Well before I picked this book as one of my Classics Club Reads, I noted that I did so because although she’s widely acclaimed, she is not an author I’ve actually read which is shocking considering that I consider myself quite widely read in this genre having been a fan since discovering Maigret and Agatha Christie in my childhood. I have to confess on the whole I found this a difficult read which I will attempt to explain.
The setting of the early scene was really well done when we met Mrs Bunz a German woman with an academic interest in folklore visiting the village of South Mardian in order to witness the “Dance of the Five Sons,” a mixture between a mummers play and a sword dance which has been performed in the village for generations at the time of the winter solstice. Fortunately for the time when we met the performers there were five sons all alive to accompany their father, even older, to give the villagers a show. Sadly the snow has kept the audience to a minimum, but no matter, Mrs Bunz is determined to document a rare example of an ancient tradition.
After lots, and lots, and lots, of build-up, through rehearsals and arguments, the dance is performed only for the father to be found with his head cut off at the finale. Shocking stuff indeed!
The villagers on the whole are a strange bunch, characterised by low education and an odd dialect. In short the five sons are portrayed as buffoons, particularly the youngest who has epilepsy causing the other four to endlessly chorus soothing noises whenever he gets agitated. Their father is the blacksmith, William Anderson, known to all as the “Guiser,” an unpleasant fellow who is prone to shouting and who cut off his daughter when she chose to marry someone from a different class to them. I know that this was written in a different time when attitudes were very different, but I found it distasteful because the family were at the heart of the action and even by the end we knew little more about them.
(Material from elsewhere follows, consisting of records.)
use std::path::PathBuf;

use geo_types::Coord;
use schemars::JsonSchema;
use serde::{Deserialize, Serialize};
use strum::{Display, EnumIter, EnumString, IntoStaticStr, VariantNames};

use crate::traits::TextRecord;

/// Pairwise distance algorithm used to connect nodes
#[derive(
    Debug, Clone, Copy, Default,
    Serialize, Deserialize, JsonSchema,
    Display, EnumString, EnumIter, VariantNames, IntoStaticStr,
    PartialEq, Eq
)]
#[serde(rename_all = "snake_case")]
#[strum(serialize_all = "snake_case")]
pub enum ConnectionMethod {
    /// Distance between feature centroids
    #[default]
    CentroidDistance,
    /// Distance between the nearest points of the outer rings
    EdgeDistance,
}

/// A node and its weight
#[derive(Debug, Clone, Copy, PartialEq, Serialize, Deserialize)]
pub struct NodeRecord {
    pub id: i64,
    pub value: f64,
}

/// A link between two nodes, emitted once per unordered pair
#[derive(Debug, Clone, Copy, PartialEq, Serialize, Deserialize)]
pub struct DistanceRecord {
    pub from_id: i64,
    pub to_id: i64,
    pub distance: f64,
    /// Link end points in the layer CRS; absent for the fast edge variant
    pub from_point: Option<Coord<f64>>,
    pub to_point: Option<Coord<f64>>,
}

impl DistanceRecord {
    pub fn new(from_id: i64, to_id: i64, distance: f64) -> Self {
        Self {
            from_id,
            to_id,
            distance,
            from_point: None,
            to_point: None,
        }
    }

    pub fn with_points(mut self, from: Coord<f64>, to: Coord<f64>) -> Self {
        self.from_point = Some(from);
        self.to_point = Some(to);
        self
    }
}

impl TextRecord for NodeRecord {
    fn key(&self) -> i64 {
        self.id
    }

    fn columns(&self) -> Vec<String> {
        vec![self.id.to_string(), format_number(self.value)]
    }
}

impl TextRecord for DistanceRecord {
    fn key(&self) -> i64 {
        self.from_id
    }

    fn columns(&self) -> Vec<String> {
        vec![
            self.from_id.to_string(),
            self.to_id.to_string(),
            format_number(self.distance),
        ]
    }
}

/// Render a value the way Conefor reads it: integral values keep one decimal
pub fn format_number(value: f64) -> String {
    if value.fract() == 0.0 && value.abs() < 1e15 {
        format!("{:.1}", value)
    } else {
        format!("{}", value)
    }
}

/// Logical kind of a persisted artifact
#[derive(
    Debug, Clone, Copy,
    Serialize, Deserialize,
    Display, EnumString, EnumIter, IntoStaticStr,
    PartialEq, Eq, Hash
)]
#[strum(serialize_all = "kebab-case")]
pub enum OutputKind {
    NodeAttribute,
    NodeArea,
    ConnectionsCentroid,
    ConnectionsEdge,
    VectorCentroidLines,
    VectorEdgeLines,
}

/// A file created by a run, after collision resolution
#[derive(Debug, Clone, PartialEq, Serialize, Deserialize)]
pub struct OutputFile {
    pub path: PathBuf,
    pub kind: OutputKind,
    /// Name of the layer the file was computed from
    pub layer: String,
}

impl OutputKind {
    /// Node files, as opposed to connection files and line layers
    pub fn is_node_file(self) -> bool {
        matches!(self, OutputKind::NodeAttribute | OutputKind::NodeArea)
    }

    pub fn is_connection_file(self) -> bool {
        matches!(self, OutputKind::ConnectionsCentroid | OutputKind::ConnectionsEdge)
    }
}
So I already had a problem with the ordinary folk but when you combine that with the way the wealthy of the village both acted and were deferred to by everyone, including our esteemed detective Inspector Roderick Alleyn who was bought in when the local bobbies were unable to decide who, out of the entire village (as they all had a motive for murder) had committed the act. With everyone loudly telling each other to keep quiet or disappearing because they don’t like visitors my main source of tension was created by the very real sense that Inspector Alleyn would don his wellington boots and leave without solving the crime because he seemed a little reluctant to ask the questions that seemed blindingly obvious. Consequently by the time we had the reveal, and the solution to a few more of the little mysteries that had occurred, I’d either worked it out for myself, or I was pretty much past caring.
For all that, I did like the parallels with King Lear, the murder itself was well plotted and the isolation of such a village in winter is one I could easily imagine. Sadly I wasn’t anywhere near as fond of the class obsession the writer enforced on her readers.
Off With His Head is number 30 on The Classics Club challenge list and the sixth of my fifty choices that I’ve read and reviewed.